Among the records that follow, find the line with "Self::builder(vocabulary, config, rng).build()" and the line with "let question = assemble(&mut". Set down those lines and all lines between them exactly, without adding anything.

(Stored data)
# # #

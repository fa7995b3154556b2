#![forbid(unsafe_code)]

pub mod error;
pub mod generator;
pub mod sessions;

pub use sessions as session;

pub use error::{ConfigurationError, GeneratorError, SessionError};
pub use generator::{GeneratorBuilder, QuestionGenerator, QuestionSource, SelectionPolicy};

pub use sessions::{
    Advance, AnswerFeedback, IntentOutcome, NoopObserver, QuestionPhase, QuizIntent, QuizObserver,
    QuizPhase, QuizProgress, QuizSession, SessionState, Transition,
};
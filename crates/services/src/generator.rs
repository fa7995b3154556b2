use std::sync::Arc;

use rand::rngs::StdRng;
use rand::seq::SliceRandom;
use rand::{Rng, SeedableRng};
use serde::{Deserialize, Serialize};

use quiz_core::Vocabulary;
use quiz_core::model::{ModeAxis, PromptForm, Question, QuestionConfig, QuestionMode, WordEntry};

use crate::error::{ConfigurationError, GeneratorError};

/// How the correct entry of each question is picked.
#[derive(Debug, Clone, Copy, PartialEq, Eq, Default, Serialize, Deserialize)]
#[serde(rename_all = "snake_case")]
pub enum SelectionPolicy {
    /// Draw from a shrinking pool of unused entries and refill it once empty.
    ///
    /// Every block of `|vocabulary|` consecutive questions, counted from the
    /// start of a round, uses each entry exactly once.
    #[default]
    Exhaustive,
    /// Draw uniformly from the whole table for every question; repeats allowed.
    Independent,
}

/// Anything that can produce the question list for a round.
pub trait QuestionSource {
    /// Produce a fresh, ordered list of questions.
    ///
    /// # Errors
    ///
    /// Returns `GeneratorError` if a question cannot be assembled.
    fn generate(&mut self) -> Result<Vec<Question>, GeneratorError>;

    /// The configuration questions are generated for.
    fn config(&self) -> QuestionConfig;
}

//
// ─── BUILDER ───────────────────────────────────────────────────────────────────
//

/// Collects generator options and validates them against the vocabulary.
pub struct GeneratorBuilder<R> {
    vocabulary: Arc<Vocabulary>,
    config: QuestionConfig,
    rng: R,
    selection: SelectionPolicy,
    axis: ModeAxis,
}

impl<R: Rng> GeneratorBuilder<R> {
    #[must_use]
    pub fn with_selection(mut self, selection: SelectionPolicy) -> Self {
        self.selection = selection;
        self
    }

    #[must_use]
    pub fn with_mode_axis(mut self, axis: ModeAxis) -> Self {
        self.axis = axis;
        self
    }

    /// Validate the configuration and build the generator.
    ///
    /// # Errors
    ///
    /// Returns `ConfigurationError::TooFewOptions` if fewer than two options
    /// are requested, `ConfigurationError::NotEnoughEntries` if the table has fewer
    /// entries than `options_per_question`, and
    /// `ConfigurationError::NotEnoughDistinctTerms` if an answer side of the
    /// active axis has fewer distinct terms than that.
    pub fn build(self) -> Result<QuestionGenerator<R>, GeneratorError> {
        let requested = usize::try_from(self.config.options_per_question()).unwrap_or(usize::MAX);
        let minimum = usize::try_from(QuestionConfig::MIN_OPTIONS_PER_QUESTION).unwrap_or(2);
        if requested < minimum {
            return Err(ConfigurationError::TooFewOptions { requested, minimum }.into());
        }
        let available = self.vocabulary.len();
        if requested > available {
            return Err(ConfigurationError::NotEnoughEntries {
                requested,
                available,
            }
            .into());
        }
        for &language in self.axis.answer_languages() {
            let distinct = self.vocabulary.distinct_terms(language);
            if requested > distinct {
                return Err(ConfigurationError::NotEnoughDistinctTerms {
                    language,
                    requested,
                    available: distinct,
                }
                .into());
            }
        }

        tracing::debug!(
            entries = available,
            total_questions = self.config.total_questions(),
            options_per_question = requested,
            selection = ?self.selection,
            axis = ?self.axis,
            "question generator ready"
        );

        Ok(QuestionGenerator {
            vocabulary: self.vocabulary,
            config: self.config,
            rng: self.rng,
            selection: self.selection,
            axis: self.axis,
        })
    }
}

//
// ─── GENERATOR ─────────────────────────────────────────────────────────────────
//

/// Builds rounds of multiple-choice questions from a vocabulary.
///
/// All randomness comes from the injected `rng`, so a seeded generator always
/// produces the same rounds.
pub struct QuestionGenerator<R> {
    vocabulary: Arc<Vocabulary>,
    config: QuestionConfig,
    rng: R,
    selection: SelectionPolicy,
    axis: ModeAxis,
}

impl<R: Rng> QuestionGenerator<R> {
    /// Start configuring a generator. Defaults to exhaustive selection on the
    /// prompt-form axis.
    #[must_use]
    pub fn builder(
        vocabulary: Arc<Vocabulary>,
        config: QuestionConfig,
        rng: R,
    ) -> GeneratorBuilder<R> {
        GeneratorBuilder {
            vocabulary,
            config,
            rng,
            selection: SelectionPolicy::default(),
            axis: ModeAxis::default(),
        }
    }

    /// Build a generator with default policies.
    ///
    /// # Errors
    ///
    /// See [`GeneratorBuilder::build`].
    pub fn new(
        vocabulary: Arc<Vocabulary>,
        config: QuestionConfig,
        rng: R,
    ) -> Result<Self, GeneratorError> {
        Self::builder(vocabulary, config, rng).build()
    }

    #[must_use]
    pub fn vocabulary(&self) -> &Vocabulary {
        &self.vocabulary
    }

    #[must_use]
    pub fn selection(&self) -> SelectionPolicy {
        self.selection
    }

    #[must_use]
    pub fn mode_axis(&self) -> ModeAxis {
        self.axis
    }

    /// Generate `total_questions` questions.
    ///
    /// # Errors
    ///
    /// Returns `GeneratorError` if a question cannot be assembled; validation
    /// in [`GeneratorBuilder::build`] rules this out for the built-in checks.
    pub fn generate(&mut self) -> Result<Vec<Question>, GeneratorError> {
        let vocabulary = Arc::clone(&self.vocabulary);
        let total = usize::try_from(self.config.total_questions()).unwrap_or(usize::MAX);
        let distractors =
            usize::try_from(self.config.distractors_per_question()).unwrap_or(usize::MAX);

        let mut unused: Vec<usize> = Vec::with_capacity(vocabulary.len());
        let mut questions = Vec::with_capacity(total);
        for _ in 0..total {
            let index = self.pick_entry(&mut unused);
            let entry = &vocabulary.entries()[index];
            let mode = self.pick_mode(entry);
            let question = assemble(&mut self.rng, &vocabulary, entry, mode, distractors)?;
            tracing::trace!(
                source = entry.source(),
                mode = ?question.mode(),
                options = ?question.options(),
                "question generated"
            );
            questions.push(question);
        }

        Ok(questions)
    }

    fn pick_entry(&mut self, unused: &mut Vec<usize>) -> usize {
        let len = self.vocabulary.len();
        match self.selection {
            SelectionPolicy::Exhaustive => {
                if unused.is_empty() {
                    unused.extend(0..len);
                }
                let slot = self.rng.random_range(0..unused.len());
                unused.swap_remove(slot)
            }
            SelectionPolicy::Independent => self.rng.random_range(0..len),
        }
    }

    fn pick_mode(&mut self, entry: &WordEntry) -> QuestionMode {
        let [first, second] = self.axis.modes();
        let mode = if self.rng.random_bool(0.5) { first } else { second };
        if mode.prompt_for(entry).is_some() {
            mode
        } else {
            QuestionMode::Prompt(PromptForm::Text)
        }
    }
}

impl QuestionGenerator<StdRng> {
    /// Build a default-policy generator driven by a seeded `StdRng`.
    ///
    /// # Errors
    ///
    /// See [`GeneratorBuilder::build`].
    pub fn seeded(
        vocabulary: Arc<Vocabulary>,
        config: QuestionConfig,
        seed: u64,
    ) -> Result<Self, GeneratorError> {
        Self::new(vocabulary, config, StdRng::seed_from_u64(seed))
    }
}

impl<R: Rng> QuestionSource for QuestionGenerator<R> {
    fn generate(&mut self) -> Result<Vec<Question>, GeneratorError> {
        QuestionGenerator::generate(self)
    }

    fn config(&self) -> QuestionConfig {
        self.config
    }
}

/// Shuffle the other entries, take distinct answer-side terms as distractors,
/// then shuffle them together with the correct answer.
fn assemble<R: Rng + ?Sized>(
    rng: &mut R,
    vocabulary: &Vocabulary,
    entry: &WordEntry,
    mode: QuestionMode,
    distractors: usize,
) -> Result<Question, GeneratorError> {
    let language = mode.answer_language();

    let mut pool: Vec<&WordEntry> = vocabulary
        .entries()
        .iter()
        .filter(|other| other.source() != entry.source())
        .collect();
    pool.shuffle(rng);

    let mut options: Vec<String> = Vec::with_capacity(distractors + 1);
    options.push(entry.term(language).to_owned());
    for other in pool {
        if options.len() > distractors {
            break;
        }
        let term = other.term(language);
        if options.iter().any(|taken| taken == term) {
            continue;
        }
        options.push(term.to_owned());
    }

    if options.len() <= distractors {
        return Err(ConfigurationError::NotEnoughDistinctTerms {
            language,
            requested: distractors + 1,
            available: options.len(),
        }
        .into());
    }

    options.shuffle(rng);
    Ok(Question::new(mode, entry.clone(), options)?)
}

# # #

Response box -
        Self::builder(vocabulary, config, rng).build()
    }

    #[must_use]
    pub fn vocabulary(&self) -> &Vocabulary {
        &self.vocabulary
    }

    #[must_use]
    pub fn selection(&self) -> SelectionPolicy {
        self.selection
    }

    #[must_use]
    pub fn mode_axis(&self) -> ModeAxis {
        self.axis
    }

    /// Generate `total_questions` questions.
    ///
    /// # Errors
    ///
    /// Returns `GeneratorError` if a question cannot be assembled; validation
    /// in [`GeneratorBuilder::build`] rules this out for the built-in checks.
    pub fn generate(&mut self) -> Result<Vec<Question>, GeneratorError> {
        let vocabulary = Arc::clone(&self.vocabulary);
        let total = usize::try_from(self.config.total_questions()).unwrap_or(usize::MAX);
        let distractors =
            usize::try_from(self.config.distractors_per_question()).unwrap_or(usize::MAX);

        let mut unused: Vec<usize> = Vec::with_capacity(vocabulary.len());
        let mut questions = Vec::with_capacity(total);
        for _ in 0..total {
            let index = self.pick_entry(&mut unused);
            let entry = &vocabulary.entries()[index];
            let mode = self.pick_mode(entry);
            let question = assemble(&mut self.rng, &vocabulary, entry, mode, distractors)?;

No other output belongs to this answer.